Exercise guide
Resistance Band Reverse Crunch
- Intermediate
- Compound
- Rep-based
- Waist
This intermediate core exercise uses a resistance band to provide progressive tension, specifically targeting the lower abdominals and obliques through posterior pelvic tilting. The band forces the core to work harder at the peak of the contraction, improving both strength and stability.
Reviewed by the Crucible team · Updated June 2026
Muscles worked
Setup
- Secure a resistance band to a heavy kettlebell or fixed anchor point behind your head.
- Lie on your back with your head near the anchor and loop the free end of the band around both feet.
- Reach back and grip the kettlebell or anchor point firmly to stabilize your upper body.
- Lift your legs so your knees and hips are both bent at a 90-degree angle.
How to do it
- Exhale and pull your knees toward your chest by curling your pelvis off the floor, resisting the band's tension.
- Hold the peak contraction for one second, focusing on squeezing your lower abs and obliques.
- Inhale and slowly lower your hips back to the starting position, maintaining control against the band's pull.
- Perform the movement with a 2-1-2 tempo: 2 seconds to lift, 1 second hold, and 2 seconds to lower.
Form checklist
- Avoid using leg momentum; the movement should come entirely from curling the pelvis.
- Keep your lower back flat against the floor at the bottom of each rep.
- Ensure your upper body remains grounded and stable by maintaining a strong grip on the anchor.

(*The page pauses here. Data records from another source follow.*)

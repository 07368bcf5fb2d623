//! # Identity Store
//!
//! Durable storage for the single local identity record. One JSON file,
//! one mutex: writers serialise, readers take the same lock briefly, and
//! every mutation is fsynced before the call returns.

use std::fs;
use std::io::Write;
use std::path::{Path, PathBuf};

use parking_lot::Mutex;
use serde::{Deserialize, Serialize};

use crate::error::{Error, Result};
use crate::time::now_timestamp;

/// File name of the persisted identity record.
const IDENTITY_FILE: &str = "identity.json";

/// The persisted local identity
#[derive(Debug, Clone, Serialize, Deserialize, PartialEq, Eq)]
pub struct IdentityRecord {
    /// KERI identifier of the local user
    pub aid: String,
    /// BIP39 recovery phrase the key hierarchy derives from
    pub mnemonic: String,
    /// Peer id derived from the mnemonic at index 0
    pub peer_id: String,
    /// Organisation identifier, if the user has joined one
    #[serde(default, skip_serializing_if = "Option::is_none")]
    pub org_aid: Option<String>,
    /// The user's private space
    #[serde(default, skip_serializing_if = "Option::is_none")]
    pub private_space_id: Option<String>,
    /// Org-owned community space
    #[serde(default, skip_serializing_if = "Option::is_none")]
    pub community_space_id: Option<String>,
    /// Org-owned read-only space
    #[serde(default, skip_serializing_if = "Option::is_none")]
    pub readonly_space_id: Option<String>,
    /// Org-owned admin space (admins only)
    #[serde(default, skip_serializing_if = "Option::is_none")]
    pub admin_space_id: Option<String>,
    /// SAID of the membership credential presented at registration
    #[serde(default, skip_serializing_if = "Option::is_none")]
    pub credential_said: Option<String>,
    /// When this record was first written (Unix seconds)
    pub created_at: i64,
    /// When this record was last written (Unix seconds)
    pub updated_at: i64,
}

/// Durable store for the process-local identity
pub struct IdentityStore {
    path: PathBuf,
    /// In-memory copy guarded by the same lock that serialises writers
    current: Mutex<Option<IdentityRecord>>,
}

impl IdentityStore {
    /// Open the store, loading any existing record from disk.
    ///
    /// A corrupt identity file is a fatal init error: the service refuses
    /// to guess at which identity it is running as.
    pub fn open(data_dir: &Path) -> Result<Self> {
        let path = data_dir.join(IDENTITY_FILE);

        let current = if path.exists() {
            let raw = fs::read_to_string(&path)
                .map_err(|e| Error::StorageRead(format!("{}: {}", path.display(), e)))?;
            let record: IdentityRecord = serde_json::from_str(&raw)
                .map_err(|e| Error::Corrupted(format!("{}: {}", path.display(), e)))?;
            Some(record)
        } else {
            None
        };

        Ok(Self {
            path,
            current: Mutex::new(current),
        })
    }

    /// Whether an identity has been set
    pub fn is_configured(&self) -> bool {
        self.current.lock().is_some()
    }

    /// Get a copy of the current record
    pub fn get(&self) -> Option<IdentityRecord> {
        self.current.lock().clone()
    }

    /// Get the current record, erroring if none is configured
    pub fn require(&self) -> Result<IdentityRecord> {
        self.get().ok_or(Error::IdentityNotConfigured)
    }

    /// Replace the identity record, persisting before returning.
    pub fn set(&self, mut record: IdentityRecord) -> Result<()> {
        let mut guard = self.current.lock();

        record.created_at = guard
            .as_ref()
            .filter(|existing| existing.aid == record.aid)
            .map(|existing| existing.created_at)
            .unwrap_or(record.created_at);
        record.updated_at = now_timestamp();

        self.write_file(&record)?;
        *guard = Some(record);
        Ok(())
    }

    /// Mutate the current record in place, persisting before returning.
    pub fn update<F>(&self, mutate: F) -> Result<IdentityRecord>
    where
        F: FnOnce(&mut IdentityRecord),
    {
        let mut guard = self.current.lock();
        let mut record = guard.clone().ok_or(Error::IdentityNotConfigured)?;

        mutate(&mut record);
        record.updated_at = now_timestamp();

        self.write_file(&record)?;
        *guard = Some(record.clone());
        Ok(record)
    }

    /// Clear the identity: the file is deleted and the memory copy dropped.
    pub fn clear(&self) -> Result<()> {
        let mut guard = self.current.lock();

        if self.path.exists() {
            fs::remove_file(&self.path)
                .map_err(|e| Error::StorageWrite(format!("{}: {}", self.path.display(), e)))?;
        }
        *guard = None;
        Ok(())
    }

    /// Write the record to a temp file, fsync, then rename into place.
    fn write_file(&self, record: &IdentityRecord) -> Result<()> {
        let json = serde_json::to_string_pretty(record)?;

        let tmp = self.path.with_extension("json.tmp");
        {
            let mut file = fs::File::create(&tmp)
                .map_err(|e| Error::StorageWrite(format!("{}: {}", tmp.display(), e)))?;
            file.write_all(json.as_bytes())
                .map_err(|e| Error::StorageWrite(format!("{}: {}", tmp.display(), e)))?;
            file.sync_all()
                .map_err(|e| Error::StorageWrite(format!("{}: {}", tmp.display(), e)))?;
        }

        #[cfg(unix)]
        {
            use std::os::unix::fs::PermissionsExt;
            fs::set_permissions(&tmp, fs::Permissions::from_mode(0o600))
                .map_err(|e| Error::StorageWrite(format!("{}: {}", tmp.display(), e)))?;
        }

        fs::rename(&tmp, &self.path)
            .map_err(|e| Error::StorageWrite(format!("{}: {}", self.path.display(), e)))?;
        Ok(())
    }
}

// ============================================================================
// TESTS
// ============================================================================

#[cfg(test)]
mod tests {
    use super::*;

    fn sample_record() -> IdentityRecord {
        IdentityRecord {
            aid: "EAID".into(),
            mnemonic: "abandon ... about".into(),
            peer_id: "zPeer".into(),
            org_aid: None,
            private_space_id: None,
            community_space_id: None,
            readonly_space_id: None,
            admin_space_id: None,
            credential_said: None,
            created_at: now_timestamp(),
            updated_at: now_timestamp(),
        }
    }

    #[test]
    fn test_empty_on_first_boot() {
        let dir = tempfile::tempdir().unwrap();
        let store = IdentityStore::open(dir.path()).unwrap();

        assert!(!store.is_configured());
        assert!(store.get().is_none());
        assert!(store.require().is_err());
    }

    #[test]
    fn test_set_then_reopen() {
        let dir = tempfile::tempdir().unwrap();

        let store = IdentityStore::open(dir.path()).unwrap();
        store.set(sample_record()).unwrap();

        let reopened = IdentityStore::open(dir.path()).unwrap();
        assert_eq!(reopened.require().unwrap().aid, "EAID");
    }

    #[test]
    fn test_update_persists() {
        let dir = tempfile::tempdir().unwrap();
        let store = IdentityStore::open(dir.path()).unwrap();
        store.set(sample_record()).unwrap();

        store
            .update(|rec| rec.private_space_id = Some("ESPACE".into()))
            .unwrap();

        let reopened = IdentityStore::open(dir.path()).unwrap();
        assert_eq!(
            reopened.require().unwrap().private_space_id.as_deref(),
            Some("ESPACE")
        );
    }

    #[test]
    fn test_clear_deletes_file() {
        let dir = tempfile::tempdir().unwrap();
        let store = IdentityStore::open(dir.path()).unwrap();
        store.set(sample_record()).unwrap();

        store.clear().unwrap();

        assert!(!store.is_configured());
        assert!(!dir.path().join(IDENTITY_FILE).exists());
    }

    #[test]
    fn test_corrupt_file_is_fatal() {
        let dir = tempfile::tempdir().unwrap();
        fs::write(dir.path().join(IDENTITY_FILE), "not json").unwrap();

        assert!(IdentityStore::open(dir.path()).is_err());
    }

    #[cfg(unix)]
    #[test]
    fn test_file_mode_owner_only() {
        use std::os::unix::fs::PermissionsExt;

        let dir = tempfile::tempdir().unwrap();
        let store = IdentityStore::open(dir.path()).unwrap();
        store.set(sample_record()).unwrap();

        let mode = fs::metadata(dir.path().join(IDENTITY_FILE))
            .unwrap()
            .permissions()
            .mode();
        assert_eq!(mode & 0o777, 0o600);
    }
}
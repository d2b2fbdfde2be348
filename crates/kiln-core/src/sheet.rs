//! Sprite sheet layout metadata

use crate::error::{KilnError, Result};
use crate::types::Rect;
use serde::{Deserialize, Serialize};

/// One frame cell within a sheet
#[derive(Debug, Clone, PartialEq, Eq, Serialize, Deserialize)]
pub struct AnimationFrame {
    /// 0-based, dense within a sheet
    pub index: u32,
    pub bounds: Rect,
    /// Display duration in milliseconds
    #[serde(default)]
    pub duration_ms: Option<u32>,
}

/// A named clip referencing a subset of a sheet's frames
#[derive(Debug, Clone, PartialEq, Serialize, Deserialize)]
pub struct AnimationClip {
    pub name: String,
    pub frames: Vec<u32>,
    pub frame_rate: f32,
    #[serde(default)]
    pub looping: bool,
}

/// Layout of a packed sprite sheet
#[derive(Debug, Clone, PartialEq, Serialize, Deserialize)]
pub struct SpriteSheetMetadata {
    pub width: u32,
    pub height: u32,
    pub frame_width: u32,
    pub frame_height: u32,
    pub frames: Vec<AnimationFrame>,
    #[serde(default)]
    pub animations: Vec<AnimationClip>,
}

impl SpriteSheetMetadata {
    /// Lay out `count` frames row-major in a grid of `columns`
    pub fn grid(frame_width: u32, frame_height: u32, count: u32, columns: u32) -> Result<Self> {
        if frame_width == 0 || frame_height == 0 {
            return Err(KilnError::InvalidSheet(format!(
                "frame size must be positive, got {}x{}",
                frame_width, frame_height
            )));
        }
        if count == 0 {
            return Err(KilnError::InvalidSheet("sheet needs at least one frame".to_string()));
        }
        let columns = columns.clamp(1, count);
        let rows = count.div_ceil(columns);

        let frames = (0..count)
            .map(|i| AnimationFrame {
                index: i,
                bounds: Rect::new(
                    (i % columns) * frame_width,
                    (i / columns) * frame_height,
                    frame_width,
                    frame_height,
                ),
                duration_ms: None,
            })
            .collect();

        Ok(Self {
            width: columns * frame_width,
            height: rows * frame_height,
            frame_width,
            frame_height,
            frames,
            animations: Vec::new(),
        })
    }

    /// Number of columns in the grid
    pub fn columns(&self) -> u32 {
        self.width.checked_div(self.frame_width).unwrap_or(0)
    }

    /// Add a clip covering every frame
    pub fn with_clip(mut self, name: &str, frame_rate: f32, looping: bool) -> Self {
        self.animations.push(AnimationClip {
            name: name.to_string(),
            frames: self.frames.iter().map(|f| f.index).collect(),
            frame_rate,
            looping,
        });
        self
    }

    /// Check frame bounds, index density and clip references
    pub fn validate(&self) -> Result<()> {
        for (position, frame) in self.frames.iter().enumerate() {
            if frame.index as usize != position {
                return Err(KilnError::InvalidSheet(format!(
                    "frame at position {} has index {} (indices must be dense from 0)",
                    position, frame.index
                )));
            }
            if !frame.bounds.fits_within(self.width, self.height) {
                return Err(KilnError::InvalidSheet(format!(
                    "frame {} bounds {:?} exceed sheet {}x{}",
                    frame.index, frame.bounds, self.width, self.height
                )));
            }
        }

        let frame_count = self.frames.len() as u32;
        for clip in &self.animations {
            if let Some(missing) = clip.frames.iter().find(|&&i| i >= frame_count) {
                return Err(KilnError::InvalidSheet(format!(
                    "clip '{}' references missing frame {}",
                    clip.name, missing
                )));
            }
        }
        Ok(())
    }
}

#[cfg(test)]
mod tests {
    use super::*;

    #[test]
    fn test_grid_layout() {
        let sheet = SpriteSheetMetadata::grid(32, 16, 10, 4).unwrap();
        assert_eq!((sheet.width, sheet.height), (128, 48));
        assert_eq!(sheet.columns(), 4);
        assert_eq!(sheet.frames[5].bounds, Rect::new(32, 16, 32, 16));
        assert!(sheet.validate().is_ok());
    }

    #[test]
    fn test_grid_clamps_columns() {
        let sheet = SpriteSheetMetadata::grid(8, 8, 3, 8).unwrap();
        assert_eq!((sheet.width, sheet.height), (24, 8));
    }

    #[test]
    fn test_grid_rejects_empty() {
        assert!(SpriteSheetMetadata::grid(8, 8, 0, 4).is_err());
        assert!(SpriteSheetMetadata::grid(0, 8, 1, 4).is_err());
    }

    #[test]
    fn test_validate_catches_bad_clip() {
        let mut sheet = SpriteSheetMetadata::grid(8, 8, 4, 4).unwrap().with_clip("walk", 10.0, true);
        assert!(sheet.validate().is_ok());
        sheet.animations[0].frames.push(9);
        assert!(sheet.validate().is_err());
    }

    #[test]
    fn test_validate_catches_sparse_indices() {
        let mut sheet = SpriteSheetMetadata::grid(8, 8, 2, 2).unwrap();
        sheet.frames[1].index = 5;
        assert!(sheet.validate().is_err());
    }

    #[test]
    fn test_validate_catches_out_of_bounds() {
        let mut sheet = SpriteSheetMetadata::grid(8, 8, 2, 2).unwrap();
        sheet.frames[1].bounds.x = 12;
        assert!(sheet.validate().is_err());
    }

    #[test]
    fn test_json_sidecar_roundtrip() {
        let sheet = SpriteSheetMetadata::grid(16, 16, 6, 3)
            .unwrap()
            .with_clip("walk", 12.0, true);
        let json = serde_json::to_string_pretty(&sheet).unwrap();

        let doc: serde_json::Value = serde_json::from_str(&json).unwrap();
        assert_eq!(doc["frame_width"], 16);
        assert_eq!(doc["frames"][4]["bounds"]["x"], 16);
        assert_eq!(doc["animations"][0]["looping"], true);

        let back: SpriteSheetMetadata = serde_json::from_str(&json).unwrap();
        assert_eq!(back, sheet);
    }

    #[test]
    fn test_json_without_clips_uses_defaults() {
        let json = r#"{
            "width": 16, "height": 8, "frame_width": 8, "frame_height": 8,
            "frames": [
                {"index": 0, "bounds": {"x": 0, "y": 0, "w": 8, "h": 8}},
                {"index": 1, "bounds": {"x": 8, "y": 0, "w": 8, "h": 8}, "duration_ms": 120}
            ]
        }"#;
        let sheet: SpriteSheetMetadata = serde_json::from_str(json).unwrap();
        assert!(sheet.animations.is_empty());
        assert_eq!(sheet.frames[0].duration_ms, None);
        assert_eq!(sheet.frames[1].duration_ms, Some(120));
        assert!(sheet.validate().is_ok());
    }
}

- Keep your knees tucked at a consistent angle throughout the set.
Pro tips
- Focus on the posterior pelvic tilt—think about pulling your belly button toward your chin to initiate the lift.
- To engage the obliques more, slightly rotate your knees toward one shoulder at the top of the movement.
Make it harder
- Perform the movement with straight legs to increase the lever arm and resistance.
- Increase the distance from the anchor point to pre-stretch the band for higher constant tension.
Frequently asked
- What muscles does the resistance band reverse crunch work?
- The resistance band reverse crunch primarily targets the abs and obliques, and also works the hip flexors as secondary muscles.
- What equipment do you need for the resistance band reverse crunch?
- The resistance band reverse crunch uses resistance band.
- Is the resistance band reverse crunch good for beginners?
- The resistance band reverse crunch is rated intermediate. Build a base with simpler variations first, then progress to it with light load and strict form.